I would still lack belief in pink elephants regardless of whether I expect to find evidence of them or not. Pick a random star in the SXDF-NB1006-2 galaxy. I lack belief that there is alien life in that solar system, and it isn't because I would expect to see evidence of it.





> Whoa, wait, what!?  Did you seriously just claim that *obviously* it is not reasonable to believe in God *because you don't believe in Him?*  The hubris!
> 
> If He is God, then yes, He can make it clear to everybody, but it does not necessarily follow that He would or should.  You keep making this claim, but you are failing to give logical reasons for why it is true.


lol I guess I misinterpreted what you were saying, I was taking it to mean whether God would make it such that a person would find it to be reasonable.

It doesn't logically follow that we would or should (although this raises moral issues). I am merely pointing out that he doesn't.

----------


## PaulConventionWV

> I do not believe that God exists.


That's the crux of the issue.  Despite all this jumping around labels and saying that you're technically a "weak atheist", you say you are not making the claim that God does not exist, and yet you, yourself, believe it.  If you are really any kind of agnostic, you should be just as skeptical of the belief that God does not exist as you are of the belief that He does.




> I would still lack belief in pink elephants regardless of whether I expect to find evidence of them or not. Pick a random star in the SXDF-NB1006-2 galaxy. I lack belief that there is alien life in that solar system, and it isn't because I would expect to see evidence of it.


But you acknowledge that it could be there, and you attach no probability to the truth or falsity of that claim.  That's the point.  When you say you "lack belief" in God, you have already stated that you do not believe that God exists, so are you willing to say the same about aliens in that particular galaxy?




> lol I guess I misinterpreted what you were saying, I was taking it to mean whether God would make it such that a person would find it to be reasonable.
> 
> It doesn't logically follow that we would or should (although this raises moral issues).

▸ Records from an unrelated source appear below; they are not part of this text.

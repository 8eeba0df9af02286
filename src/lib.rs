// Public modules
pub mod chat;
pub mod client;
pub mod client_logger;
pub mod error;
pub mod render;
pub mod session;
pub mod toast;
pub mod types;
pub mod utils;
pub mod view;
pub mod widget;

mod observability;

// Re-exports
pub use client::{DEFAULT_SERVER_URL, LoanApi, LoanServer};
pub use client_logger::ClientLogger;
pub use error::{Error, Result};
pub use observability::register_biometrics;
pub use session::SessionId;
pub use toast::{Severity, TOAST_LIFETIME, Toast, ToastTray};
pub use types::*;
pub use view::{ChatView, IndicatorColor, LoanSummary, RenderedView, UiState, render};
pub use widget::{ChatClient, Outcome, UPLOAD_CONTINUATION_DELAY};
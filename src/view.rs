//! View-model for the chat client.
//!
//! [`UiState`] is the whole presentational state of the client apart from
//! the transcript.  Server replies drive it through [`UiState::apply_reply`],
//! and [`render`] turns a [`ChatView`] snapshot into the strings a front end
//! needs.  Nothing here performs I/O.

use serde::{Deserialize, Serialize};

use crate::toast::Toast;
use crate::types::{ChatReply, InputType, LoanStatus, Message};

/// Visible configuration of the client's panels and flags.
#[derive(Debug, Clone, PartialEq, Eq, Default, Serialize, Deserialize)]
pub struct UiState {
    /// A chat or upload request is in flight.
    pub is_loading: bool,
    /// The active input mode.
    pub input_type: InputType,
    /// The input-mode selector is showing.
    pub input_options_visible: bool,
    /// The document upload panel is showing.
    pub file_upload_visible: bool,
    /// The sanction-letter download panel is showing.
    pub download_visible: bool,
    /// Stage of the application.
    pub loan_status: LoanStatus,
}

impl UiState {
    /// State of a freshly loaded client.
    pub fn new() -> Self {
        Self::default()
    }

    /// Applies a server reply.
    ///
    /// Every panel flag and the status are recomputed from `reply` alone;
    /// only `is_loading` is carried over.
    pub fn apply_reply(&mut self, reply: &ChatReply) {
        if reply.requires_input {
            self.input_options_visible = true;
            self.input_type = InputType::from_hint(reply.input_type.as_deref());
        } else {
            self.input_options_visible = false;
            self.input_type = InputType::Text;
        }

        let text = reply.response.as_str();
        self.file_upload_visible = text.contains("salary slip") || text.contains("upload");
        self.download_visible = reply.status.is_completed() || text.contains("sanction letter");
        self.loan_status = reply.status.clone();
    }

    /// Switches the input mode by hand.  The selector stays open.
    pub fn set_input_type(&mut self, input_type: InputType) {
        self.input_type = input_type;
        self.input_options_visible = true;
    }
}

/// Loan details shown beside the status.
///
/// The server never sends these, so they keep their placeholder values.
#[derive(Debug, Clone, PartialEq, Eq, Serialize, Deserialize)]
pub struct LoanSummary {
    /// Requested amount.
    pub amount: String,
    /// Offered interest rate.
    pub interest_rate: String,
    /// Tenure.
    pub tenure: String,
    /// Monthly instalment.
    pub emi: String,
}

impl Default for LoanSummary {
    fn default() -> Self {
        Self {
            amount: "Not specified".to_string(),
            interest_rate: "TBD".to_string(),
            tenure: "Not specified".to_string(),
            emi: "TBD".to_string(),
        }
    }
}

/// A consistent snapshot of everything the client displays.
#[derive(Debug, Clone)]
pub struct ChatView {
    /// Session this view belongs to.
    pub session_id: String,
    /// The transcript, oldest first.
    pub messages: Vec<Message>,
    /// Panels and flags.
    pub ui: UiState,
    /// Current contents of the input box.
    pub input: String,
    /// Toasts visible when the snapshot was taken, oldest first.
    pub toasts: Vec<Toast>,
    /// Loan details panel.
    pub loan: LoanSummary,
}

/// Colour of the status indicator.
#[derive(Debug, Copy, Clone, PartialEq, Eq)]
pub enum IndicatorColor {
    /// Approved.
    Green,
    /// Anything short of approved.
    Amber,
}

/// Presentational strings derived from a [`ChatView`].
#[derive(Debug, Clone, PartialEq, Eq)]
pub struct RenderedView {
    /// Label for the current stage, e.g. "Collecting Information".
    pub status_label: &'static str,
    /// "Completed" or "Processing".
    pub status_indicator: &'static str,
    /// Colour of the indicator.
    pub indicator_color: IndicatorColor,
    /// Placeholder for the input box.
    pub placeholder: &'static str,
    /// The mode the input box is in.
    pub input_type: InputType,
    /// The input-mode selector is showing.
    pub show_input_options: bool,
    /// The upload panel is showing.
    pub show_file_upload: bool,
    /// The download panel is showing.
    pub show_download: bool,
    /// The loading spinner is showing and input is disabled.
    pub show_spinner: bool,
    /// Loan details as label/value pairs.
    pub loan_lines: Vec<(&'static str, String)>,
}

/// Derives everything a front end displays from a snapshot.
pub fn render(view: &ChatView) -> RenderedView {
    let ui = &view.ui;
    // With the selector hidden the box always reads as free text.
    let input_type = if ui.input_options_visible {
        ui.input_type
    } else {
        InputType::Text
    };
    RenderedView {
        status_label: ui.loan_status.label(),
        status_indicator: ui.loan_status.indicator(),
        indicator_color: if ui.loan_status.is_completed() {
            IndicatorColor::Green
        } else {
            IndicatorColor::Amber
        },
        placeholder: input_type.placeholder(),
        input_type,
        show_input_options: ui.input_options_visible,
        show_file_upload: ui.file_upload_visible,
        show_download: ui.download_visible,
        show_spinner: ui.is_loading,
        loan_lines: vec![
            ("Loan Amount", view.loan.amount.clone()),
            ("Interest Rate", view.loan.interest_rate.clone()),
            ("Tenure", view.loan.tenure.clone()),
            ("EMI", view.loan.emi.clone()),
            ("Status", ui.loan_status.label().to_string()),
        ],
    }
}
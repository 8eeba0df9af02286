//! Transient notifications.
//!
//! Each toast carries its own deadline, fixed when it is created.  Nothing is
//! scheduled: expired toasts are dropped whenever the tray is touched, so a
//! torn-down client leaves no timers behind.

use std::time::Duration;

use serde::{Deserialize, Serialize};
use tokio::time::Instant;

use crate::observability::TOASTS;

/// How long a toast stays visible.
pub const TOAST_LIFETIME: Duration = Duration::from_secs(5);

/// Severity of a toast, which selects its colour and icon.
#[derive(Debug, Copy, Clone, PartialEq, Eq, Hash, Default, Serialize, Deserialize)]
#[serde(rename_all = "snake_case")]
pub enum Severity {
    /// Neutral information.
    #[default]
    Info,
    /// An action succeeded.
    Success,
    /// An action failed.
    Error,
}

/// A single notification.
#[derive(Debug, Clone, PartialEq, Eq)]
pub struct Toast {
    /// Monotonically increasing per tray; lets renderers tell toasts apart.
    pub id: u64,
    /// Text shown to the user.
    pub message: String,
    /// Severity.
    pub severity: Severity,
    /// When the toast was raised.
    pub created_at: Instant,
}

impl Toast {
    /// The instant at which this toast disappears.
    pub fn expires_at(&self) -> Instant {
        self.created_at + TOAST_LIFETIME
    }

    /// Returns true if the toast is still showing at `now`.
    pub fn is_visible_at(&self, now: Instant) -> bool {
        now < self.expires_at()
    }
}

/// Toasts in arrival order.
#[derive(Debug, Default)]
pub struct ToastTray {
    toasts: Vec<Toast>,
    next_id: u64,
}

impl ToastTray {
    /// Creates an empty tray.
    pub fn new() -> Self {
        Self::default()
    }

    /// Raises a toast created at `now` and returns its id.
    pub fn push(&mut self, message: impl Into<String>, severity: Severity, now: Instant) -> u64 {
        self.prune(now);
        let id = self.next_id;
        self.next_id += 1;
        self.toasts.push(Toast {
            id,
            message: message.into(),
            severity,
            created_at: now,
        });
        TOASTS.click();
        id
    }

    /// Drops every toast whose lifetime has elapsed at `now`.
    pub fn prune(&mut self, now: Instant) {
        self.toasts.retain(|t| t.is_visible_at(now));
    }

    /// Toasts visible at `now`, oldest first.
    pub fn visible(&self, now: Instant) -> Vec<Toast> {
        self.toasts
            .iter()
            .filter(|t| t.is_visible_at(now))
            .cloned()
            .collect()
    }

    /// Number of toasts held, including any not yet pruned.
    pub fn len(&self) -> usize {
        self.toasts.len()
    }

    /// Returns true if the tray holds nothing.
    pub fn is_empty(&self) -> bool {
        self.toasts.is_empty()
    }
}
use serde::{Deserialize, Serialize};

use crate::utils::time::display_time;

/// Who wrote a message.
#[derive(Debug, Copy, Clone, PartialEq, Eq, Hash, Serialize, Deserialize)]
#[serde(rename_all = "snake_case")]
pub enum Sender {
    /// The person typing into the client.
    User,

    /// The loan assistant on the server.
    Bot,
}

/// One entry of the chat transcript.
///
/// Messages are created once and never modified; the transcript only grows.
#[derive(Debug, Clone, PartialEq, Eq, Serialize, Deserialize)]
pub struct Message {
    /// The text of the message.
    pub content: String,

    /// Who sent it.
    pub sender: Sender,

    /// Local wall-clock time of creation, formatted for display.
    pub timestamp: String,
}

impl Message {
    /// Creates a message stamped with the current local time.
    pub fn new(content: impl Into<String>, sender: Sender) -> Self {
        Self {
            content: content.into(),
            sender,
            timestamp: display_time(),
        }
    }

    /// Creates a message from the user.
    pub fn user(content: impl Into<String>) -> Self {
        Self::new(content, Sender::User)
    }

    /// Creates a message from the assistant.
    pub fn bot(content: impl Into<String>) -> Self {
        Self::new(content, Sender::Bot)
    }
}
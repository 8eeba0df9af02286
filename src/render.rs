//! Terminal output for the chat client.
//!
//! The [`Renderer`] trait receives already-derived view data; the
//! [`Presenter`] decides what is new since the last call so a scrolling
//! terminal only ever prints each message and toast once.

use std::io::{self, Stdout, Write};

use crate::toast::{Severity, Toast};
use crate::types::{Message, Sender};
use crate::view::{ChatView, IndicatorColor, RenderedView, render};

/// ANSI escape code for dim text (used for timestamps).
const ANSI_DIM: &str = "\x1b[2m";

/// ANSI escape code for bold text (used for the speaker label).
const ANSI_BOLD: &str = "\x1b[1m";

/// ANSI escape code to reset all styling.
const ANSI_RESET: &str = "\x1b[0m";

/// ANSI escape code for cyan text (used for info toasts).
const ANSI_CYAN: &str = "\x1b[36m";

/// ANSI escape code for yellow text (used for the in-progress indicator).
const ANSI_YELLOW: &str = "\x1b[33m";

/// ANSI escape code for green text (used for success toasts and approval).
const ANSI_GREEN: &str = "\x1b[32m";

/// ANSI escape code for red text (used for error toasts).
const ANSI_RED: &str = "\x1b[31m";

/// Trait for rendering chat output.
///
/// This abstraction allows for different rendering strategies:
/// - Plain text with ANSI styling
/// - Plain text without styling (for piping/redirecting)
pub trait Renderer: Send {
    /// Print one transcript entry.
    fn print_message(&mut self, message: &Message);

    /// Print a notification.
    fn print_toast(&mut self, toast: &Toast);

    /// Print the status line.
    fn print_status(&mut self, view: &RenderedView);

    /// Print hints for the panels that are open.
    fn print_panels(&mut self, view: &RenderedView);

    /// Print the loan details panel.
    fn print_loan_summary(&mut self, view: &RenderedView) {
        for (label, value) in &view.loan_lines {
            self.print_info(&format!("    {label}: {value}"));
        }
    }

    /// Print an error message.
    fn print_error(&mut self, error: &str);

    /// Print an informational message.
    fn print_info(&mut self, info: &str);
}

/// Plain text renderer with optional ANSI styling.
pub struct PlainTextRenderer {
    stdout: Stdout,
    use_color: bool,
}

impl PlainTextRenderer {
    /// Creates a new PlainTextRenderer with ANSI colors enabled.
    pub fn new() -> Self {
        Self::with_color(true)
    }

    /// Creates a new PlainTextRenderer with specified color setting.
    pub fn with_color(use_color: bool) -> Self {
        Self {
            stdout: io::stdout(),
            use_color,
        }
    }

    /// Flushes stdout so output appears before the next prompt.
    fn flush(&mut self) {
        let _ = self.stdout.flush();
    }

    fn paint(&self, color: &str, text: &str) -> String {
        if self.use_color {
            format!("{color}{text}{ANSI_RESET}")
        } else {
            text.to_string()
        }
    }

    /// Formats a transcript entry as one or more lines.
    pub fn format_message(&self, message: &Message) -> String {
        let who = match message.sender {
            Sender::User => "You",
            Sender::Bot => "Assistant",
        };
        format!(
            "{} {}: {}",
            self.paint(ANSI_DIM, &format!("[{}]", message.timestamp)),
            self.paint(ANSI_BOLD, who),
            message.content
        )
    }

    /// Formats a toast.
    pub fn format_toast(&self, toast: &Toast) -> String {
        let (color, tag) = match toast.severity {
            Severity::Info => (ANSI_CYAN, "info"),
            Severity::Success => (ANSI_GREEN, "ok"),
            Severity::Error => (ANSI_RED, "error"),
        };
        self.paint(color, &format!("[{tag}] {}", toast.message))
    }

    /// Formats the status line.
    pub fn format_status(&self, view: &RenderedView) -> String {
        let color = match view.indicator_color {
            IndicatorColor::Green => ANSI_GREEN,
            IndicatorColor::Amber => ANSI_YELLOW,
        };
        format!(
            "Status: {} ({})",
            view.status_label,
            self.paint(color, view.status_indicator)
        )
    }
}

impl Default for PlainTextRenderer {
    fn default() -> Self {
        Self::new()
    }
}

impl Renderer for PlainTextRenderer {
    fn print_message(&mut self, message: &Message) {
        println!("{}", self.format_message(message));
        self.flush();
    }

    fn print_toast(&mut self, toast: &Toast) {
        println!("{}", self.format_toast(toast));
        self.flush();
    }

    fn print_status(&mut self, view: &RenderedView) {
        println!("{}", self.format_status(view));
        self.flush();
    }

    fn print_panels(&mut self, view: &RenderedView) {
        for hint in panel_hints(view) {
            println!("{}", self.paint(ANSI_DIM, &hint));
        }
        self.flush();
    }

    fn print_error(&mut self, error: &str) {
        eprintln!("Error: {error}");
    }

    fn print_info(&mut self, info: &str) {
        println!("{info}");
        self.flush();
    }
}

/// One line per open panel, describing how to act on it.
pub fn panel_hints(view: &RenderedView) -> Vec<String> {
    let mut hints = Vec::new();
    if view.show_input_options {
        hints.push(format!(
            "  input mode: {} (/mode text|number|phone)",
            view.input_type
        ));
    }
    if view.show_file_upload {
        hints.push("  upload a PDF, JPG, or PNG (max 5MB) with /upload <path>".to_string());
    }
    if view.show_download {
        hints.push("  your sanction letter is ready: /download".to_string());
    }
    hints
}

/// Tracks what has already been shown and prints only what changed.
#[derive(Debug, Default)]
pub struct Presenter {
    messages_shown: usize,
    last_toast_id: Option<u64>,
    last_view: Option<RenderedView>,
}

impl Presenter {
    /// Creates a presenter that has shown nothing.
    pub fn new() -> Self {
        Self::default()
    }

    /// Prints new messages and toasts, then the status and panel hints if
    /// they differ from what was last printed.  Returns the rendered view.
    pub fn present(&mut self, view: &ChatView, renderer: &mut dyn Renderer) -> RenderedView {
        for message in view.messages.iter().skip(self.messages_shown) {
            renderer.print_message(message);
        }
        self.messages_shown = view.messages.len();

        for toast in &view.toasts {
            if self.last_toast_id.is_none_or(|last| toast.id > last) {
                renderer.print_toast(toast);
                self.last_toast_id = Some(toast.id);
            }
        }

        let rendered = render(view);
        let changed = self.last_view.as_ref().is_none_or(|last| {
            last.status_label != rendered.status_label
                || last.status_indicator != rendered.status_indicator
                || panel_hints(last) != panel_hints(&rendered)
        });
        if changed {
            renderer.print_status(&rendered);
            renderer.print_panels(&rendered);
        }
        self.last_view = Some(rendered.clone());
        rendered
    }
}

#[cfg(test)]
mod tests {
    use tokio::time::Instant;

    use super::*;
    use crate::types::{ChatReply, InputType, LoanStatus};
    use crate::view::{LoanSummary, UiState};

    #[derive(Default)]
    struct Recorder {
        lines: Vec<String>,
    }

    impl Renderer for Recorder {
        fn print_message(&mut self, message: &Message) {
            self.lines.push(format!("msg {}", message.content));
        }

        fn print_toast(&mut self, toast: &Toast) {
            self.lines.push(format!("toast {}", toast.message));
        }

        fn print_status(&mut self, view: &RenderedView) {
            self.lines.push(format!("status {}", view.status_label));
        }

        fn print_panels(&mut self, view: &RenderedView) {
            for hint in panel_hints(view) {
                self.lines.push(format!("panel {}", hint.trim()));
            }
        }

        fn print_error(&mut self, error: &str) {
            self.lines.push(format!("error {error}"));
        }

        fn print_info(&mut self, info: &str) {
            self.lines.push(format!("info {info}"));
        }
    }

    fn empty_view() -> ChatView {
        ChatView {
            session_id: "session_test_2".to_string(),
            messages: Vec::new(),
            ui: UiState::new(),
            input: String::new(),
            toasts: Vec::new(),
            loan: LoanSummary::default(),
        }
    }

    fn toast(id: u64, message: &str) -> Toast {
        Toast {
            id,
            message: message.to_string(),
            severity: Severity::Info,
            created_at: Instant::now(),
        }
    }

    #[test]
    fn renderer_default_has_color() {
        let renderer = PlainTextRenderer::new();
        assert!(renderer.use_color);
    }

    #[test]
    fn plain_formatting() {
        let renderer = PlainTextRenderer::with_color(false);
        let message = Message {
            content: "Hello".to_string(),
            sender: Sender::User,
            timestamp: "09:30".to_string(),
        };
        assert_eq!(renderer.format_message(&message), "[09:30] You: Hello");
        let mut t = toast(0, "File uploaded successfully!");
        t.severity = Severity::Success;
        assert_eq!(renderer.format_toast(&t), "[ok] File uploaded successfully!");

        let mut view = empty_view();
        view.ui.loan_status = LoanStatus::Completed;
        assert_eq!(
            renderer.format_status(&render(&view)),
            "Status: Approved (Completed)"
        );
    }

    #[test]
    fn colored_error_toast() {
        let renderer = PlainTextRenderer::with_color(true);
        let mut t = toast(0, "Upload failed");
        t.severity = Severity::Error;
        assert_eq!(
            renderer.format_toast(&t),
            format!("{ANSI_RED}[error] Upload failed{ANSI_RESET}")
        );
    }

    #[test]
    fn hints_follow_panels() {
        let mut ui = UiState::new();
        ui.apply_reply(
            &ChatReply::new("Please upload your salary slip", LoanStatus::Verification)
                .with_input("phone"),
        );
        let mut view = empty_view();
        view.ui = ui;
        let hints = panel_hints(&render(&view));
        assert_eq!(hints.len(), 2);
        assert!(hints[0].contains(&InputType::Phone.to_string()));
        assert!(hints[1].contains("/upload"));
    }

    #[test]
    fn presenter_prints_each_item_once() {
        let mut presenter = Presenter::new();
        let mut out = Recorder::default();
        let mut view = empty_view();

        presenter.present(&view, &mut out);
        assert_eq!(out.lines, vec!["status Getting Started"]);
        out.lines.clear();

        view.messages.push(Message::user("Hello"));
        view.messages.push(Message::bot("Hi"));
        view.toasts.push(toast(0, "one"));
        presenter.present(&view, &mut out);
        assert_eq!(out.lines, vec!["msg Hello", "msg Hi", "toast one"]);
        out.lines.clear();

        view.toasts.push(toast(1, "two"));
        view.ui.apply_reply(&ChatReply::new("Your sanction letter", LoanStatus::Completed));
        presenter.present(&view, &mut out);
        assert_eq!(
            out.lines,
            vec![
                "toast two",
                "status Approved",
                "panel your sanction letter is ready: /download"
            ]
        );
        out.lines.clear();

        presenter.present(&view, &mut out);
        assert!(out.lines.is_empty());
    }
}
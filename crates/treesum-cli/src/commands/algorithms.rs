use std::io::{self, Write};

use anyhow::Result;
use treesum_tree::{HashAlgorithm, Hasher};

pub fn run() -> Result<i32> {
    let stdout = io::stdout();
    let mut out = stdout.lock();

    for algo in HashAlgorithm::ALL {
        let marker = if algo == Hasher::default_algorithm() { " (default)" } else { "" };
        writeln!(out, "{:<8}{:>4} bits{marker}", algo.name(), algo.digest_len() * 8)?;
    }

    Ok(0)
}
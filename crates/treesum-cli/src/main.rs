mod commands;
mod logging;

use std::process;

use anyhow::Result;
use clap::{error::ErrorKind, ArgAction, Parser};

use commands::Commands;

#[derive(Parser)]
#[command(
    name = "treesum",
    about = "Content fingerprints for files and folder trees",
    version = env!("CARGO_PKG_VERSION")
)]
pub struct Cli {
    #[command(subcommand)]
    command: Commands,

    /// Log progress to stderr (-v for debug, -vv for trace)
    #[arg(short, long, global = true, action = ArgAction::Count)]
    verbose: u8,
}

fn main() {
    let cli = match Cli::try_parse() {
        Ok(cli) => cli,
        Err(e) => {
            let _ = e.print();
            match e.kind() {
                ErrorKind::DisplayHelp | ErrorKind::DisplayVersion => process::exit(0),
                _ => process::exit(commands::EXIT_USAGE),
            }
        }
    };

    logging::init(cli.verbose);

    match run(cli) {
        Ok(code) => process::exit(code),
        Err(e) => {
            eprintln!("treesum: {e:#}");
            process::exit(commands::exit_code(&e));
        }
    }
}

fn run(cli: Cli) -> Result<i32> {
    commands::run(cli)
}
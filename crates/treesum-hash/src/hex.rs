use crate::HashError;

/// Lookup table: ASCII byte → nibble value (255 = invalid).
const HEX_DECODE: [u8; 256] = {
    let mut table = [255u8; 256];
    let mut i = 0u8;
    loop {
        match i {
            b'0'..=b'9' => table[i as usize] = i - b'0',
            b'a'..=b'f' => table[i as usize] = i - b'a' + 10,
            b'A'..=b'F' => table[i as usize] = i - b'A' + 10,
            _ => {}
        }
        if i == 255 {
            break;
        }
        i += 1;
    }
    table
};

const HEX_ENCODE: &[u8; 16] = b"0123456789abcdef";

/// Hex-encode `bytes` to a new lowercase `String`.
pub fn hex_to_string(bytes: &[u8]) -> String {
    let mut out = String::with_capacity(bytes.len() * 2);
    for &b in bytes {
        out.push(HEX_ENCODE[(b >> 4) as usize] as char);
        out.push(HEX_ENCODE[(b & 0x0f) as usize] as char);
    }
    out
}

/// Decode a hex string into `buf`. The hex string length must be exactly `buf.len() * 2`.
pub fn hex_decode(hex: &str, buf: &mut [u8]) -> Result<(), HashError> {
    let hex = hex.as_bytes();
    if hex.len() != buf.len() * 2 {
        return Err(HashError::InvalidHexLength {
            expected: buf.len() * 2,
            actual: hex.len(),
        });
    }
    for (i, pair) in hex.chunks_exact(2).enumerate() {
        let hi = HEX_DECODE[pair[0] as usize];
        let lo = HEX_DECODE[pair[1] as usize];
        if hi == 255 {
            return Err(HashError::InvalidHex {
                position: i * 2,
                character: pair[0] as char,
            });
        }
        if lo == 255 {
            return Err(HashError::InvalidHex {
                position: i * 2 + 1,
                character: pair[1] as char,
            });
        }
        buf[i] = (hi << 4) | lo;
    }
    Ok(())
}

#[cfg(test)]
mod tests {
    use super::*;

    #[test]
    fn encode_is_lowercase() {
        assert_eq!(hex_to_string(&[0xde, 0xad, 0xbe, 0xef, 0x00, 0xff]), "deadbeef00ff");
    }

    #[test]
    fn decode_mixed_case() {
        let mut buf = [0u8; 4];
        hex_decode("DeAdBeEf", &mut buf).unwrap();
        assert_eq!(buf, [0xde, 0xad, 0xbe, 0xef]);
    }

    #[test]
    fn decode_invalid_char() {
        let mut buf = [0u8; 4];
        let err = hex_decode("deadgoof", &mut buf).unwrap_err();
        match err {
            HashError::InvalidHex {
                position: 4,
                character: 'g',
            } => {}
            other => panic!("unexpected error: {other}"),
        }
    }

    #[test]
    fn decode_length_mismatch() {
        let mut buf = [0u8; 2];
        let err = hex_decode("abc", &mut buf).unwrap_err();
        assert!(matches!(err, HashError::InvalidHexLength { expected: 4, actual: 3 }));
    }
}
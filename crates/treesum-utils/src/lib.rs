pub mod classify;
pub mod error;
pub mod path;

pub use classify::{classify, classify_os_path, PathKind};
pub use error::PathError;
pub use path::{NormalisedPath, RawSource};

pub type Result<T> = std::result::Result<T, PathError>;
use std::path::PathBuf;

use treesum_hash::HashError;
use treesum_utils::PathError;

/// Every failure a hashing task can surface.
#[derive(Debug, thiserror::Error)]
pub enum Error {
    #[error("invalid hash algorithm '{name}': {reason}")]
    InvalidAlgorithm { name: String, reason: &'static str },

    #[error("invalid path '{input}': {reason}")]
    InvalidPath { input: String, reason: &'static str },

    #[error("path not found: '{}'", path.display())]
    NotFound { path: PathBuf },

    #[error("symlink cycle detected at '{}'", path.display())]
    CycleDetected { path: PathBuf },

    #[error("cannot read '{}': {source}", path.display())]
    Io {
        path: PathBuf,
        #[source]
        source: std::io::Error,
    },

    #[error("invalid expected digest '{value}': {source}")]
    InvalidDigest {
        value: String,
        #[source]
        source: HashError,
    },
}

/// Field-less view of [`Error`] for callers that map failures to statuses.
#[derive(Debug, Clone, Copy, PartialEq, Eq, Hash)]
pub enum ErrorKind {
    InvalidAlgorithm,
    InvalidPath,
    NotFound,
    CycleDetected,
    IoFailure,
    InvalidDigest,
}

impl Error {
    pub fn kind(&self) -> ErrorKind {
        match self {
            Error::InvalidAlgorithm { .. } => ErrorKind::InvalidAlgorithm,
            Error::InvalidPath { .. } => ErrorKind::InvalidPath,
            Error::NotFound { .. } => ErrorKind::NotFound,
            Error::CycleDetected { .. } => ErrorKind::CycleDetected,
            Error::Io { .. } => ErrorKind::IoFailure,
            Error::InvalidDigest { .. } => ErrorKind::InvalidDigest,
        }
    }
}

impl From<PathError> for Error {
    fn from(err: PathError) -> Self {
        match err {
            PathError::InvalidPath { input, reason } => Error::InvalidPath { input, reason },
            PathError::NotFound { path } => Error::NotFound { path },
            PathError::SymlinkLoop { path } => Error::CycleDetected { path },
            PathError::Io { path, source } => Error::Io { path, source },
        }
    }
}

impl Error {
    /// Rejected algorithm name, reported under the name the caller gave.
    pub(crate) fn algorithm(candidate: &str, err: HashError) -> Self {
        let reason = match err {
            HashError::InvalidAlgorithm { reason, .. } => reason,
            _ => "not a supported algorithm",
        };
        Error::InvalidAlgorithm {
            name: candidate.to_string(),
            reason,
        }
    }

    /// Rejected expected digest, reported with the offending text.
    pub(crate) fn digest(value: &str, source: HashError) -> Self {
        Error::InvalidDigest {
            value: value.to_string(),
            source,
        }
    }
}

#[cfg(test)]
mod tests {
    use super::*;

    #[test]
    fn path_errors_flatten() {
        let err: Error = PathError::NotFound {
            path: PathBuf::from("a/b"),
        }
        .into();
        assert_eq!(err.kind(), ErrorKind::NotFound);
        assert_eq!(err.to_string(), "path not found: 'a/b'");

        let err: Error = PathError::SymlinkLoop {
            path: PathBuf::from("loop"),
        }
        .into();
        assert_eq!(err.kind(), ErrorKind::CycleDetected);
    }

    #[test]
    fn algorithm_errors_name_the_candidate() {
        let err = treesum_hash::HashAlgorithm::normalise(Some("blahblah")).unwrap_err();
        let err = Error::algorithm("blahblah", err);
        assert_eq!(err.kind(), ErrorKind::InvalidAlgorithm);
        assert!(err.to_string().contains("blahblah"));
    }

    #[test]
    fn digest_errors_name_the_value() {
        let err = treesum_hash::Digest::from_hex(treesum_hash::HashAlgorithm::Md5, "xyz").unwrap_err();
        let err = Error::digest("xyz", err);
        assert_eq!(err.kind(), ErrorKind::InvalidDigest);
        assert!(err.to_string().contains("'xyz'"));
    }
}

I am merely pointing out that he doesn't.


I've showed you how belief is just as reasonable as non-belief, so I fail to see how you can claim that "He doesn't" make it such that a person would find it to be reasonable.  I find it to be reasonable.  Am I deluded?  There is tons of evidence in the very nature of the universe for God's existence, so I think it's quite an extraordinary claim to say that He absolutely doesn't make it reasonable to believe in Him.

----------


## Crashland

> That's the crux of the issue.  Despite all this jumping around labels and saying that you're technically a "weak atheist", you say you are not making the claim that God does not exist, and yet you, yourself, believe it.  If you are really any kind of agnostic, you should be just as skeptical of the belief that God does not exist as you are of the belief that He does.


I said that "I do NOT believe that God exists". I did not say that "I DO believe that God does not exist." Because I don't believe that either. The only thing that is required to be an atheist is to lack belief in God or gods. It does not require belief that there are none.






> But you acknowledge that it could be there, and you attach no probability to the truth or falsity of that claim.  That's the point.  When you say you "lack belief" in God, you have already stated that you do not believe that God exists, so are you willing to say the same about aliens in that particular galaxy?


No I didn't state that. Just because I do not believe that there are aliens there, does not mean that I do believe that there aren't any. I don't see any good reason to believe either of those claims. Similarly I don't see any good reason to believe claims about the existence or nonexistence of God.






> I've showed you how belief is just as reasonable as non-belief, so I fail to see how you can claim that "He doesn't" make it such that a person would find it to be reasonable.  I find it to be reasonable.  Am I deluded?  There is tons of evidence in the very nature of the universe for God's existence, so I think it's quite an extraordinary claim to say that He absolutely doesn't make it reasonable to believe in Him.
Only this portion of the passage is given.